Stored data entries
//! Polynomial stability functions
//!
//! # Mathematical Background
//!
//! Every explicit Runge-Kutta method applied to y' = λy produces a
//! polynomial stability function
//!
//! ```text
//! R(z) = c₀ + c₁z + c₂z² + ... + cₛzˢ
//! ```
//!
//! whose degree is at most the number of stages. A method of order p
//! matches the Taylor expansion of exp(z) up to zᵖ, so every s-stage,
//! order-s method (s ≤ 4) shares the truncated exponential:
//!
//! | Method            | R(z)                              | Real interval |
//! |-------------------|-----------------------------------|---------------|
//! | Forward Euler     | 1 + z                             | [-2, 0]       |
//! | RK2 (midpoint)    | 1 + z + z²/2                      | [-2, 0]       |
//! | SSP RK3           | 1 + z + z²/2 + z³/6               | [-2.51, 0]    |
//! | Classical RK4     | 1 + z + z²/2 + z³/6 + z⁴/24       | [-2.79, 0]    |
//!
//! # Evaluation
//!
//! Horner's rule on complex arithmetic: s multiplications and s additions,
//! no powers formed explicitly.

use num_complex::Complex64;

use crate::error::ConfigurationError;
use super::traits::StabilityFunction;

/// Stability polynomial with real coefficients in ascending powers
///
/// # Example
///
/// ```rust
/// use num_complex::Complex64;
/// use stab_rs::methods::{StabilityFunction, StabilityPolynomial};
///
/// let rk4 = StabilityPolynomial::taylor(4).unwrap();
/// let r = rk4.evaluate(Complex64::new(-1.0, 0.0));
/// assert!((r.re - 0.375).abs() < 1e-12); // 1 - 1 + 1/2 - 1/6 + 1/24
/// ```
#[derive(Debug, Clone, PartialEq)]
pub struct StabilityPolynomial {
    /// cₖ multiplies zᵏ
    coefficients: Vec<f64>,

    /// Display name
    name: String,
}

impl StabilityPolynomial {
    /// Create from ascending coefficients
    ///
    /// Trailing zero coefficients are dropped so that `degree()` reports the
    /// true degree.
    ///
    /// # Errors
    ///
    /// `MalformedCoefficients` when the array is empty, contains a
    /// non-finite value, or is identically zero.
    pub fn new(coefficients: Vec<f64>) -> Result<Self, ConfigurationError> {
        Self::named(coefficients, "Polynomial")
    }

    /// Create from ascending coefficients with a display name
    pub fn named(
        mut coefficients: Vec<f64>,
        name: impl Into<String>,
    ) -> Result<Self, ConfigurationError> {
        if coefficients.is_empty() {
            return Err(ConfigurationError::MalformedCoefficients {
                reason: "stability polynomial needs at least one coefficient".to_string(),
            });
        }

        if let Some(index) = coefficients.iter().position(|c| !c.is_finite()) {
            return Err(ConfigurationError::MalformedCoefficients {
                reason: format!("coefficient {} is not finite", index),
            });
        }

        while coefficients.len() > 1 && coefficients.last() == Some(&0.0) {
            coefficients.pop();
        }

        if coefficients == [0.0] {
            return Err(ConfigurationError::MalformedCoefficients {
                reason: "stability polynomial is identically zero".to_string(),
            });
        }

        Ok(Self {
            coefficients,
            name: name.into(),
        })
    }

    /// Truncated exponential 1 + z + z²/2! + ... + zᵖ/p!
    ///
    /// This is the stability function of every explicit p-stage method of
    /// order p for p ≤ 4, and of the order-p Taylor series method in
    /// general.
    ///
    /// # Errors
    ///
    /// `InvalidStageCount` for `order == 0`.
    pub fn taylor(order: usize) -> Result<Self, ConfigurationError> {
        if order == 0 {
            return Err(ConfigurationError::InvalidStageCount {
                family: "Taylor",
                stages: order,
                minimum: 1,
            });
        }

        // cₖ = 1/k! built incrementally to avoid factorial overflow
        let mut coefficients = Vec::with_capacity(order + 1);
        let mut term = 1.0;
        coefficients.push(term);
        for k in 1..=order {
            term /= k as f64;
            coefficients.push(term);
        }

        Self::named(coefficients, format!("Taylor({})", order))
    }

    /// Ascending coefficients
    pub fn coefficients(&self) -> &[f64] {
        &self.coefficients
    }

    /// Polynomial degree
    pub fn degree(&self) -> usize {
        self.coefficients.len() - 1
    }

    /// Order of consistency with exp(z)
    ///
    /// Largest p such that cₖ = 1/k! for every k ≤ p (within 1e-12).
    /// Returns `None` when R(0) ≠ 1.
    pub fn order(&self) -> Option<usize> {
        let mut factorial = 1.0;
        let mut order = None;
        for (k, &c) in self.coefficients.iter().enumerate() {
            if k > 0 {
                factorial *= k as f64;
            }
            if (c - 1.0 / factorial).abs() > 1e-12 {
                break;
            }
            order = Some(k);
        }
        order
    }

    /// Horner evaluation shared with the rational functions
    pub(crate) fn horner(&self, z: Complex64) -> Complex64 {
        self.coefficients
            .iter()
            .rev()
            .fold(Complex64::new(0.0, 0.0), |acc, &c| acc * z + c)
    }
}

impl StabilityFunction for StabilityPolynomial {
    fn evaluate(&self, z: Complex64) -> Complex64 {
        self.horner(z)
    }

    fn name(&self) -> &str {
        &self.name
    }

    fn stages(&self) -> Option<usize> {
        Some(self.degree())
    }
}

// =================================================================================================
// Tests
// =================================================================================================
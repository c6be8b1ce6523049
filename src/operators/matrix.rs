//! Dense matrix operator
//!
//! Wraps any square real matrix (a semi-discretization assembled
//! elsewhere) as a [`SpectrumProvider`]. Eigenvalues come from the real
//! Schur decomposition, O(N³) per call.

use nalgebra::DMatrix;

use crate::error::SpectrumError;
use crate::spectrum::{Spectrum, SpectrumProvider};

/// Square real matrix whose eigenvalues are computed on demand
///
/// # Example
///
/// ```rust
/// use nalgebra::DMatrix;
/// use stab_rs::operators::MatrixOperator;
/// use stab_rs::spectrum::SpectrumProvider;
///
/// let op = MatrixOperator::new(DMatrix::from_row_slice(2, 2, &[-2.0, 1.0, 1.0, -2.0])).unwrap();
/// let mut re: Vec<f64> = op.spectrum().unwrap().iter().map(|l| l.re).collect();
/// re.sort_by(f64::total_cmp);
///
/// assert!((re[0] + 3.0).abs() < 1e-12);
/// assert!((re[1] + 1.0).abs() < 1e-12);
/// ```
#[derive(Debug, Clone, PartialEq)]
pub struct MatrixOperator {
    matrix: DMatrix<f64>,
    name: String,
}

impl MatrixOperator {
    /// Wrap a matrix
    ///
    /// # Errors
    ///
    /// `NotSquare` or `NonFiniteEntry`, checked once here so that
    /// `spectrum()` can only fail on non-convergence.
    pub fn new(matrix: DMatrix<f64>) -> Result<Self, SpectrumError> {
        Self::named(matrix, "Matrix operator")
    }

    /// Wrap a matrix with a display name
    pub fn named(matrix: DMatrix<f64>, name: impl Into<String>) -> Result<Self, SpectrumError> {
        let (rows, cols) = matrix.shape();
        if rows != cols {
            return Err(SpectrumError::NotSquare { rows, cols });
        }
        if let Some(index) = matrix.iter().position(|x| !x.is_finite()) {
            return Err(SpectrumError::NonFiniteEntry {
                row: index % rows,
                col: index / rows,
            });
        }

        Ok(Self {
            matrix,
            name: name.into(),
        })
    }

    /// The wrapped matrix
    pub fn matrix(&self) -> &DMatrix<f64> {
        &self.matrix
    }
}

impl SpectrumProvider for MatrixOperator {
    fn spectrum(&self) -> Result<Spectrum, SpectrumError> {
        Spectrum::from_matrix(&self.matrix)
    }

    fn name(&self) -> &str {
        &self.name
    }

    fn dimension(&self) -> Option<usize> {
        Some(self.matrix.nrows())
    }
}

// =================================================================================================
// Tests
// =================================================================================================
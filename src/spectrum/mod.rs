//! Operator spectra
//!
//! The stability analysis never sees an operator directly, only its
//! eigenvalues. This module provides:
//!
//! - **[`Spectrum`]**: immutable container of complex eigenvalues
//! - **[`SpectrumProvider`]**: trait for anything that can produce one
//!
//! # Where Eigenvalues Come From
//!
//! ```text
//! ┌──────────────────────┐   analytic formula   ┌──────────┐
//! │ Semi-discretization  │ ───────────────────► │          │
//! │ (upwind, centered…)  │                      │ Spectrum │
//! └──────────────────────┘                      │          │
//! ┌──────────────────────┐   real Schur (QR)    │          │
//! │ Dense matrix         │ ───────────────────► │          │
//! └──────────────────────┘                      └──────────┘
//! ```

pub mod data;
pub mod traits;

pub use data::Spectrum;
pub use traits::SpectrumProvider;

_What you need to do:_
Reading the records above, count the lines that include "usize" and say only how many.

_Task response:_
5